In books and movies, our culture glorifies the mad, passionate rush to intercourse as the ultimate sexual experience. Unfortunately, frenzied sexual experiences can sometimes be unsatisfying and difficult to control. If ejaculation occurs before either partner wishes, it is often called “premature ejaculation.”
This makes it sound like a medical disorder, but it’s not. Even the fastest ejaculation isn’t a problem if both partners prefer it that way. Partners who are not particularly fond of intercourse, for instance, may prefer orgasm through oral sex or a vibrator, and may look forward to the fastest draw in the West.

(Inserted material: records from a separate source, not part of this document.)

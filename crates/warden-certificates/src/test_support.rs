//! Mock ACME server pieces shared by the orchestration tests

use std::sync::atomic::{AtomicUsize, Ordering};
use warden_acme::AcmeClient;
use wiremock::matchers::{method, path};
use wiremock::{Mock, MockServer, Request, Respond, ResponseTemplate};

use crate::settings::AcmeSettings;

pub const CHALLENGE_PATH: &str = "/acme/challenge/1";

pub fn nonce_response(status: u16) -> ResponseTemplate {
    ResponseTemplate::new(status).insert_header("Replay-Nonce", "test-nonce")
}

pub fn fast_settings(server: &MockServer) -> AcmeSettings {
    AcmeSettings {
        url: format!("{}/directory", server.uri()),
        poll_interval_ms: 10,
        poll_timeout_secs: 2,
        request_timeout_secs: 5,
        dns_retry_rate_secs: 0,
        dns_timeout_secs: 0,
        dns_delay_secs: 0,
        http_challenge_delay_ms: 0,
        certificate_retry_limit: 3,
        ..Default::default()
    }
}

pub async fn connect(server: &MockServer) -> AcmeClient {
    let settings = fast_settings(server);
    AcmeClient::new(&settings.url, settings.client_config())
        .await
        .unwrap()
}

/// Directory, terms, nonce endpoint and a registration that already agreed
/// to the terms.
pub async fn mount_account(server: &MockServer) {
    let uri = server.uri();
    Mock::given(method("GET"))
        .and(path("/directory"))
        .respond_with(nonce_response(200).set_body_json(serde_json::json!({
            "new-reg": format!("{}/acme/new-reg", uri),
            "new-authz": format!("{}/acme/new-authz", uri),
            "new-cert": format!("{}/acme/new-cert", uri),
            "terms": format!("{}/terms", uri),
        })))
        .mount(server)
        .await;
    Mock::given(method("HEAD"))
        .and(path("/directory"))
        .respond_with(nonce_response(200))
        .mount(server)
        .await;
    Mock::given(method("GET"))
        .and(path("/terms"))
        .respond_with(ResponseTemplate::new(200).set_body_string("terms"))
        .mount(server)
        .await;
    Mock::given(method("POST"))
        .and(path("/acme/new-reg"))
        .respond_with(
            nonce_response(201)
                .insert_header("Location", format!("{}/acme/reg/1", uri).as_str())
                .set_body_json(serde_json::json!({
                    "id": 1,
                    "agreement": format!("{}/terms", uri),
                })),
        )
        .mount(server)
        .await;
}

/// Answers challenge GETs with `statuses` in order, repeating the last one.
struct StatusSequence {
    kind: String,
    uri: String,
    statuses: Vec<String>,
    calls: AtomicUsize,
}

impl Respond for StatusSequence {
    fn respond(&self, _request: &Request) -> ResponseTemplate {
        let call = self.calls.fetch_add(1, Ordering::SeqCst);
        let status = &self.statuses[call.min(self.statuses.len() - 1)];
        nonce_response(200).set_body_json(serde_json::json!({
            "type": self.kind,
            "uri": self.uri,
            "status": status,
            "token": "tok-1",
        }))
    }
}

pub async fn mount_challenge(server: &MockServer, kind: &str, statuses: &[&str]) {
    let uri = format!("{}{}", server.uri(), CHALLENGE_PATH);
    Mock::given(method("POST"))
        .and(path(CHALLENGE_PATH))
        .respond_with(nonce_response(202))
        .mount(server)
        .await;
    Mock::given(method("GET"))
        .and(path(CHALLENGE_PATH))
        .respond_with(StatusSequence {
            kind: kind.to_string(),
            uri,
            statuses: statuses.iter().map(|s| s.to_string()).collect(),
            calls: AtomicUsize::new(0),
        })
        .mount(server)
        .await;
}

/// new-authz offering one challenge of each type with no combinations.
pub async fn mount_authorization(server: &MockServer) {
    let uri = server.uri();
    let challenge = |kind: &str| {
        serde_json::json!({
            "type": kind,
            "uri": format!("{}{}", uri, CHALLENGE_PATH),
            "status": "pending",
            "token": "tok-1",
        })
    };
    Mock::given(method("POST"))
        .and(path("/acme/new-authz"))
        .respond_with(
            nonce_response(201)
                .insert_header("Location", format!("{}/acme/authz/1", uri).as_str())
                .set_body_json(serde_json::json!({
                    "identifier": {"type": "dns", "value": "example.com"},
                    "status": "pending",
                    "challenges": [challenge("tls-sni-01"), challenge("http-01"), challenge("dns-01")],
                })),
        )
        .mount(server)
        .await;
}

/// new-cert answering with `leaf_der` and an issuer link.
pub async fn mount_issuance(server: &MockServer, leaf_der: Vec<u8>, issuer_der: Vec<u8>) {
    let uri = server.uri();
    Mock::given(method("POST"))
        .and(path("/acme/new-cert"))
        .respond_with(
            nonce_response(201)
                .insert_header("Location", format!("{}/acme/cert/1", uri).as_str())
                .insert_header("Link", format!("<{}/acme/issuer>;rel=\"up\"", uri).as_str())
                .set_body_bytes(leaf_der),
        )
        .mount(server)
        .await;
    Mock::given(method("GET"))
        .and(path("/acme/issuer"))
        .respond_with(ResponseTemplate::new(200).set_body_bytes(issuer_der))
        .mount(server)
        .await;
}
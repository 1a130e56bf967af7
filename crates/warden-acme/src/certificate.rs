//! Certificate issuance, renewal and revocation

use std::collections::HashMap;

use base64::{engine::general_purpose::URL_SAFE_NO_PAD, Engine as _};
use reqwest::header::{CONTENT_LOCATION, LINK, RETRY_AFTER};
use reqwest::{Response, StatusCode};
use serde::Serialize;
use tracing::{debug, info};

use crate::client::{expect_status, header, location, AcmeClient};
use crate::errors::AcmeError;
use crate::jws::AccountKey;
use crate::objects::{RESOURCE_NEW_CERTIFICATE, RESOURCE_REVOKE_CERTIFICATE};

/// Result of a certificate request
#[derive(Debug, Clone, Default, PartialEq, Eq)]
pub struct CertificateResponse {
    /// DER encoded leaf, absent while the server is still issuing
    pub certificate: Option<Vec<u8>>,
    /// Seconds to wait before calling [`AcmeClient::retry`]
    pub retry_after: u64,
    pub uri: String,
    pub stable_uri: String,
    /// Issuer certificate URL from `Link: <..>;rel="up"`
    pub issuer: String,
}

impl CertificateResponse {
    pub fn is_available(&self) -> bool {
        self.certificate.is_some()
    }
}

impl AcmeClient {
    /// Submits a signed CSR (DER) for issuance.
    pub async fn new_certificate(
        &self,
        key: &AccountKey,
        csr_der: &[u8],
    ) -> Result<CertificateResponse, AcmeError> {
        #[derive(Serialize)]
        struct NewCertificate<'a> {
            resource: &'a str,
            csr: String,
        }

        let payload = NewCertificate {
            resource: RESOURCE_NEW_CERTIFICATE,
            csr: URL_SAFE_NO_PAD.encode(csr_der),
        };
        let resp = self
            .post(key, &self.directory.new_certificate, &payload)
            .await?;
        let resp = expect_status(resp, &[StatusCode::CREATED]).await?;
        certificate_response(resp).await
    }

    /// Fetches the certificate at `uri` again. The server may hand back the
    /// same certificate.
    pub async fn renew_certificate(&self, uri: &str) -> Result<CertificateResponse, AcmeError> {
        let resp = self.get(uri).await?;
        if resp.status() != StatusCode::OK && resp.status() != StatusCode::ACCEPTED {
            return Err(AcmeError::CertificateNotAvailable);
        }

        let mut cert = certificate_response(resp).await?;
        if cert.uri.is_empty() {
            cert.uri = uri.to_string();
        }
        Ok(cert)
    }

    /// Polls a certificate that was not ready when requested.
    pub async fn retry(&self, cert: &mut CertificateResponse) -> Result<(), AcmeError> {
        if cert.is_available() {
            return Err(AcmeError::CertificateAlreadyAvailable);
        }
        if cert.uri.is_empty() {
            return Err(AcmeError::MissingCertificateUri);
        }

        debug!("Retrying certificate download from {}", cert.uri);
        let resp = self.get(&cert.uri).await?;
        match resp.status() {
            StatusCode::OK => {
                if let Some(stable) = header(&resp, CONTENT_LOCATION.as_str()) {
                    cert.stable_uri = stable;
                }
                cert.issuer = issuer_link(&resp).unwrap_or_default();
                let der = resp.bytes().await?.to_vec();
                parse_der(&der)?;
                cert.certificate = Some(der);
                cert.retry_after = 0;
                Ok(())
            }
            StatusCode::ACCEPTED => {
                cert.retry_after = retry_after(&resp)?;
                Ok(())
            }
            other => Err(AcmeError::Http {
                status: other.as_u16(),
                body: resp.text().await.unwrap_or_default(),
                problem: None,
            }),
        }
    }

    /// Leaf PEM followed by the issuer PEM.
    pub async fn bundle(&self, cert: &CertificateResponse) -> Result<String, AcmeError> {
        let leaf = cert.certificate.as_ref().ok_or(AcmeError::NothingToBundle)?;
        if cert.issuer.is_empty() {
            return Err(AcmeError::IssuerNotFound);
        }

        let resp = self.get(&cert.issuer).await?;
        let issuer = resp.bytes().await?;

        let mut bundle = der_to_pem(leaf);
        bundle.push_str(&der_to_pem(&issuer));
        Ok(bundle)
    }

    /// Revokes the leaf of a PEM bundle.
    pub async fn revoke_certificate(
        &self,
        key: &AccountKey,
        pem_bundle: &str,
    ) -> Result<(), AcmeError> {
        #[derive(Serialize)]
        struct RevokeCertificate<'a> {
            resource: &'a str,
            certificate: String,
        }

        let certificates = parse_pem_bundle(pem_bundle)?;
        let leaf = certificates
            .first()
            .ok_or_else(|| AcmeError::InvalidCertificate("no certificates in bundle".into()))?;
        let (_, parsed) = parse_der(leaf)?;
        if parsed.tbs_certificate.is_ca() {
            return Err(AcmeError::BundleStartsWithCa);
        }

        let payload = RevokeCertificate {
            resource: RESOURCE_REVOKE_CERTIFICATE,
            certificate: URL_SAFE_NO_PAD.encode(leaf),
        };
        let resp = self
            .post(key, &self.directory.revoke_certificate, &payload)
            .await?;
        expect_status(resp, &[StatusCode::OK]).await?;

        info!("Revoked certificate {}", parsed.tbs_certificate.subject);
        Ok(())
    }
}

async fn certificate_response(resp: Response) -> Result<CertificateResponse, AcmeError> {
    let uri = location(&resp).unwrap_or_default();
    let stable_uri = header(&resp, CONTENT_LOCATION.as_str()).unwrap_or_default();
    let issuer = issuer_link(&resp).unwrap_or_default();
    let pending_retry = retry_after(&resp);

    let body = resp.bytes().await?;
    if body.is_empty() {
        return Ok(CertificateResponse {
            retry_after: pending_retry?,
            uri,
            ..Default::default()
        });
    }

    parse_der(&body)?;
    Ok(CertificateResponse {
        certificate: Some(body.to_vec()),
        retry_after: 0,
        uri,
        stable_uri,
        issuer,
    })
}

fn retry_after(resp: &Response) -> Result<u64, AcmeError> {
    let value = header(resp, RETRY_AFTER.as_str()).unwrap_or_default();
    value
        .trim()
        .parse()
        .map_err(|_| AcmeError::InvalidRetryAfter(value.clone()))
}

fn issuer_link(resp: &Response) -> Option<String> {
    let values = resp
        .headers()
        .get_all(LINK)
        .iter()
        .filter_map(|v| v.to_str().ok());
    parse_links(values).remove("up")
}

/// Maps each `rel` of `Link` header values to its target.
pub fn parse_links<'a>(values: impl IntoIterator<Item = &'a str>) -> HashMap<String, String> {
    let mut links = HashMap::new();
    for link in values.into_iter().flat_map(|v| v.split(',')) {
        let mut parts = link.split(';');
        let target = match parts.next() {
            Some(target) => target.trim().trim_start_matches('<').trim_end_matches('>'),
            None => continue,
        };
        for param in parts {
            if let Some((name, value)) = param.split_once('=') {
                if name.trim() == "rel" {
                    links.insert(value.trim().trim_matches('"').to_string(), target.to_string());
                }
            }
        }
    }
    links
}

fn parse_der(der: &[u8]) -> Result<(&[u8], x509_parser::certificate::X509Certificate<'_>), AcmeError> {
    x509_parser::parse_x509_certificate(der)
        .map_err(|e| AcmeError::InvalidCertificate(e.to_string()))
}

/// PEM `CERTIFICATE` block for a DER certificate.
pub fn der_to_pem(der: &[u8]) -> String {
    pem::encode_config(
        &pem::Pem::new("CERTIFICATE", der.to_vec()),
        pem::EncodeConfig::new().set_line_ending(pem::LineEnding::LF),
    )
}

/// DER bodies of every certificate in a PEM bundle, top to bottom.
pub fn parse_pem_bundle(bundle: &str) -> Result<Vec<Vec<u8>>, AcmeError> {
    let blocks =
        pem::parse_many(bundle).map_err(|e| AcmeError::InvalidCertificate(e.to_string()))?;
    let certificates: Vec<Vec<u8>> = blocks
        .into_iter()
        .filter(|b| b.tag() == "CERTIFICATE")
        .map(|b| b.into_contents())
        .collect();

    if certificates.is_empty() {
        return Err(AcmeError::InvalidCertificate(
            "No certificates were found while parsing the bundle".to_string(),
        ));
    }
    Ok(certificates)
}
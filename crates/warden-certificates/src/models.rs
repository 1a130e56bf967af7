use chrono::{DateTime, Duration, TimeZone, Utc};
use serde::{Deserialize, Serialize};
use sha2::{Digest, Sha256};
use warden_dns::DnsProviderType;

use crate::errors::CertificateError;

#[derive(Debug, Clone, Copy, Serialize, Deserialize, PartialEq, Eq)]
#[serde(rename_all = "snake_case")]
pub enum CertificateType {
    /// Key and chain supplied by an operator
    Text,
    /// Issued and renewed through ACME
    LetsEncrypt,
}

impl CertificateType {
    pub fn as_str(&self) -> &'static str {
        match self {
            CertificateType::Text => "text",
            CertificateType::LetsEncrypt => "lets_encrypt",
        }
    }
}

/// How domain ownership is proven
#[derive(Debug, Clone, Copy, Default, Serialize, Deserialize, PartialEq, Eq)]
#[serde(rename_all = "snake_case")]
pub enum AcmeType {
    #[default]
    Http,
    Dns,
}

/// Parsed summary of the leaf certificate
#[derive(Debug, Clone, Serialize, Deserialize, PartialEq)]
pub struct Info {
    pub hash: String,
    pub signature_alg: String,
    pub public_key_alg: String,
    pub issued_on: DateTime<Utc>,
    pub expires_on: DateTime<Utc>,
    pub dns_names: Vec<String>,
}

#[derive(Debug, Clone, Default, Serialize, Deserialize, PartialEq)]
pub struct Certificate {
    pub id: String,
    #[serde(default)]
    pub name: String,
    #[serde(rename = "type", default)]
    pub cert_type: Option<CertificateType>,
    #[serde(default)]
    pub key: String,
    #[serde(default)]
    pub certificate: String,
    #[serde(default)]
    pub info: Option<Info>,
    #[serde(default)]
    pub acme_hash: String,
    #[serde(default)]
    pub acme_account: String,
    #[serde(default)]
    pub acme_domains: Vec<String>,
    #[serde(default)]
    pub acme_type: AcmeType,
    #[serde(default)]
    pub acme_auth: Option<DnsProviderType>,
    #[serde(default)]
    pub acme_secret: Option<String>,
}

/// Fields a repository can commit independently
#[derive(Debug, Clone, Copy, PartialEq, Eq, Hash)]
pub enum CertificateField {
    Key,
    Certificate,
    Info,
    AcmeHash,
    AcmeAccount,
}

impl CertificateField {
    pub fn as_str(&self) -> &'static str {
        match self {
            CertificateField::Key => "key",
            CertificateField::Certificate => "certificate",
            CertificateField::Info => "info",
            CertificateField::AcmeHash => "acme_hash",
            CertificateField::AcmeAccount => "acme_account",
        }
    }
}

impl Certificate {
    pub fn is_acme(&self) -> bool {
        self.cert_type == Some(CertificateType::LetsEncrypt)
    }

    /// Digest of everything that decides what gets issued.
    pub fn hash(&self) -> String {
        let mut hasher = Sha256::new();
        hasher.update(self.cert_type.map(|t| t.as_str()).unwrap_or_default());
        hasher.update(&self.key);
        hasher.update(&self.certificate);
        hasher.update(&self.acme_account);
        for domain in &self.acme_domains {
            hasher.update(domain);
        }
        hex::encode(hasher.finalize())
    }

    pub fn validate(&mut self) {
        if self.cert_type.is_none() {
            self.cert_type = Some(CertificateType::Text);
        }
        if !self.is_acme() {
            self.acme_account.clear();
            self.acme_domains.clear();
        }
    }

    /// True when the known expiry falls inside `window` from now.
    pub fn expires_within(&self, window: Duration) -> bool {
        self.info
            .as_ref()
            .map(|info| info.expires_on - Utc::now() < window)
            .unwrap_or(false)
    }

    /// Re-parses the leaf certificate. Skipped when the hash is unchanged.
    pub fn update_info(&mut self) -> Result<(), CertificateError> {
        let hash = self.hash();
        if self.info.as_ref().map(|i| i.hash == hash).unwrap_or(false) {
            return Ok(());
        }

        match parse_info(&self.certificate, hash) {
            Ok(info) => {
                self.info = Some(info);
                Ok(())
            }
            Err(e) => {
                self.info = None;
                Err(e)
            }
        }
    }
}

fn parse_info(certificate_pem: &str, hash: String) -> Result<Info, CertificateError> {
    let (_, pem) = x509_parser::pem::parse_x509_pem(certificate_pem.as_bytes())
        .map_err(|e| CertificateError::Parse(format!("Failed to decode certificate: {}", e)))?;
    let x509 = pem
        .parse_x509()
        .map_err(|e| CertificateError::Parse(format!("Failed to parse certificate: {}", e)))?;

    let mut dns_names: Vec<String> = match x509.subject_alternative_name() {
        Ok(Some(san)) => san
            .value
            .general_names
            .iter()
            .filter_map(|name| match name {
                x509_parser::extensions::GeneralName::DNSName(dns) => Some(dns.to_string()),
                _ => None,
            })
            .collect(),
        _ => Vec::new(),
    };
    if dns_names.is_empty() {
        if let Some(cn) = x509
            .subject()
            .iter_common_name()
            .next()
            .and_then(|cn| cn.as_str().ok())
        {
            dns_names.push(cn.to_string());
        }
    }

    Ok(Info {
        hash,
        signature_alg: signature_algorithm_name(
            &x509.signature_algorithm.algorithm.to_id_string(),
        ),
        public_key_alg: public_key_algorithm_name(
            &x509.public_key().algorithm.algorithm.to_id_string(),
        )
        .to_string(),
        issued_on: timestamp(x509.validity().not_before.timestamp())?,
        expires_on: timestamp(x509.validity().not_after.timestamp())?,
        dns_names,
    })
}

fn timestamp(secs: i64) -> Result<DateTime<Utc>, CertificateError> {
    Utc.timestamp_opt(secs, 0)
        .single()
        .ok_or_else(|| CertificateError::Parse("Invalid validity timestamp".to_string()))
}

fn public_key_algorithm_name(oid: &str) -> &'static str {
    match oid {
        "1.2.840.113549.1.1.1" => "RSA",
        "1.2.840.10040.4.1" => "DSA",
        "1.2.840.10045.2.1" => "ECDSA",
        "1.3.101.112" => "Ed25519",
        _ => "Unknown",
    }
}

fn signature_algorithm_name(oid: &str) -> String {
    match oid {
        "1.2.840.113549.1.1.5" => "SHA1-RSA",
        "1.2.840.113549.1.1.11" => "SHA256-RSA",
        "1.2.840.113549.1.1.12" => "SHA384-RSA",
        "1.2.840.113549.1.1.13" => "SHA512-RSA",
        "1.2.840.10045.4.3.2" => "ECDSA-SHA256",
        "1.2.840.10045.4.3.3" => "ECDSA-SHA384",
        "1.2.840.10045.4.3.4" => "ECDSA-SHA512",
        "1.3.101.112" => "Ed25519",
        other => return other.to_string(),
    }
    .to_string()
}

The key is satisfaction, not endurance. That said, you can learn to work with your arousal and gain more control over when and how often you ejaculate, so that you can have prolonged, slow-to-climax interludes, “quickies,” or anything in between! It’s a great opportunity to expand your sexual repertoire.
Things NOT to try.
Some folk remedies that don’t work very well:
Men sometimes drink alcohol to slow themselves down. Alcohol can slow responses, but it may also make it difficult to get or keep an erection.
Some men’s partners take a hands-off approach, hoping that a lack of caressing and touching will allow their mates to last longer. But if touching is not allowed, what’s the point of having sex?
Some men try to dissociate themselves by reciting baseball statistics or all 50 states in their heads. This “focus-on-something-else” approach doesn’t take into account that arousal is an involuntary response. Involuntary responses are nearly impossible to consciously control. Think of what happens when someone asks you to stop focusing on your nose: if someone makes you think of your nose, it’s tough to focus on anything else!
All of these solutions can take you away from what you are doing and feeling, and are veryunlikely to lengthen your sexual experience or heighten your pleasure.
In some cases, your doctor might prescribe an SSRI (Selective Serotonin Reuptake Inhibitor;commonly used as an antidepressant) to delay ejaculation. Studies show that some SSRIs can delay ejaculation by about a minute, which gives you enough time to begin using the techniques explained here. A word of caution: when you stop taking the SSRI, you may experience a quicker ejaculation than you did while you were taking it. Be patient, and stay with it; the practice you gained while taking the medication can help you continue to work with and learn about your arousal levels.
What exactly happens in arousal?
Arousal is actually a part of our every moment. Arousal keeps us breathing, increases when we need to concentrate on something important, and calms down to let us sleep. The arousal system even has its own neurological pathway (the autonomic nervous system), separate from the nerves that make your fingers move. But arousal cannot be controlled directly. For instance, your heart beats without you deciding to make it beat. Although you can slow your heart rate a little bit by thinking about it, it’s impossible to control your heart rate entirely with conscious thought.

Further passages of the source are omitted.